Links. Rechts. Doormidden. Door het midden. Er doorheen.
Rechtsom. Iets meer links aanhouden, verstand op nul en gaan. Er voor gaan,
zonder na te denken. Zonder te stoppen stap na stap nemen. Rechtdoor. Er doorheen.
Ik werd ’s nachts wakker en kon even niet meer slikken. Ik
kon even niet meer ademen. Pas toen ik het raam open zette begon mijn hart weer bloed rond te pompen. Ik dacht bij mezelf: waarom zoek ik altijd de lach op? Geef ik
het nu al op? Kan ik het niet aan?
Ik liep mijn nieuwe keuken in, in mijn nieuwe huis, zonder
het licht aan te doen. Ik hoefde niets te zien. Ik had geen zin om iets te zien. Ik deed alles op de tast. Ik
opende het keukenkastje en greep naar een boterham en de pot pindakaas. Uit de
lade haalde ik een mes, nadat ik mij pijn had gedaan aan een scherpe vork die
zijn poten in mijn handpalm zette. Godver. Ik kauwde op een droge boterham met
pindakaas om het slikken weer op gang te brengen en bedacht me dat ik dan aan
pindakaas geen goede had gekozen.
Ik vroeg me af of ik überhaupt ooit het goede had gekozen.
Had ik ooit iets gekozen? Of overkomt alles mij altijd gewoon? Rechtsom,
linksom, heel hard gassen en dan later afremmen omdat het beslag legt op de
zuurstofaanvoer. Heb ik gekozen rechts te gaan? Wil ik niet liever naar links? Zal ik het ooit weten?

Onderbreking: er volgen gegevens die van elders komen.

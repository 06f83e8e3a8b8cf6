//! Read-only status endpoints.

use axum::extract::{OriginalUri, Query, State};
use axum::http::StatusCode;
use axum::response::{IntoResponse, Response};
use axum::{Extension, Json};
use serde::{Deserialize, Serialize};
use uuid::Uuid;

use crate::domain::models::event::Event;
use crate::services::controller::{StatusSummary, TaskStatusReport};

use super::{task_name_from_path, ApiError, ApiState, RequestId};

const TASKS_PREFIX: &str = "/v1/status/tasks";

#[derive(Serialize)]
pub struct OverallStatusResponse {
    pub request_id: Uuid,
    pub task_summary: StatusSummary,
}

#[derive(Serialize)]
pub struct TaskStatusResponse {
    pub request_id: Uuid,
    pub tasks: Vec<TaskStatusEntry>,
}

#[derive(Serialize)]
pub struct TaskStatusEntry {
    #[serde(flatten)]
    pub report: TaskStatusReport,
    #[serde(skip_serializing_if = "Option::is_none")]
    pub events: Option<Vec<Event>>,
}

#[derive(Deserialize)]
pub struct StatusParams {
    #[serde(default)]
    pub include: Option<String>,
}

/// `GET /v1/status`
pub async fn overall_status(
    State(state): State<ApiState>,
    Extension(request_id): Extension<RequestId>,
) -> Response {
    let summary = state.controller.summary().await;
    Json(OverallStatusResponse {
        request_id: request_id.0,
        task_summary: summary,
    })
    .into_response()
}

/// `GET /v1/status/tasks` and `GET /v1/status/tasks/{name}`.
pub async fn task_status(
    State(state): State<ApiState>,
    Extension(request_id): Extension<RequestId>,
    OriginalUri(uri): OriginalUri,
    Query(params): Query<StatusParams>,
) -> Response {
    let name = match task_name_from_path(uri.path(), TASKS_PREFIX) {
        Ok(name) => name,
        Err(message) => {
            return ApiError::new(request_id, StatusCode::BAD_REQUEST, message).into_response()
        }
    };
    let include_events = match params.include.as_deref() {
        None => false,
        Some("events") => true,
        Some(other) => {
            return ApiError::new(
                request_id,
                StatusCode::BAD_REQUEST,
                format!("unsupported include parameter '{other}'"),
            )
            .into_response()
        }
    };

    let tasks = if name.is_empty() {
        let mut events_by_task = if include_events {
            state.controller.events().all_events()
        } else {
            Default::default()
        };
        state
            .controller
            .task_statuses()
            .await
            .into_iter()
            .map(|report| {
                let events = include_events
                    .then(|| events_by_task.remove(&report.task_name).unwrap_or_default());
                TaskStatusEntry { report, events }
            })
            .collect()
    } else {
        match state.controller.task_status(&name).await {
            Ok(report) => {
                let events =
                    include_events.then(|| state.controller.events().task_events(&name));
                vec![TaskStatusEntry { report, events }]
            }
            Err(err) => return ApiError::from_domain(request_id, err).into_response(),
        }
    };

    Json(TaskStatusResponse {
        request_id: request_id.0,
        tasks,
    })
    .into_response()
}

Voor mij ligt een rotonde terwijl mij aangeraden is eens een
scherpere hoek te maken. Een grillige hoek. Een spannende, gevaarlijke bocht,
gelijk aan in het donker een keuken inlopen die volstaat met gevaarlijke
elektrische apparatuur zoals een keukenmachine, blender en tosti-ijzer.
Ik legde mijn boterham met pindakaas onder de grill, in de
hoop dat het onverwachts spannende dingen zou opleveren.
Ik constateerde dat ik
liever op een veilige weg rijd, dan een waarnaast een ravijn ligt en geen
hekje is. Die boterham was namelijk echt niet te vreten.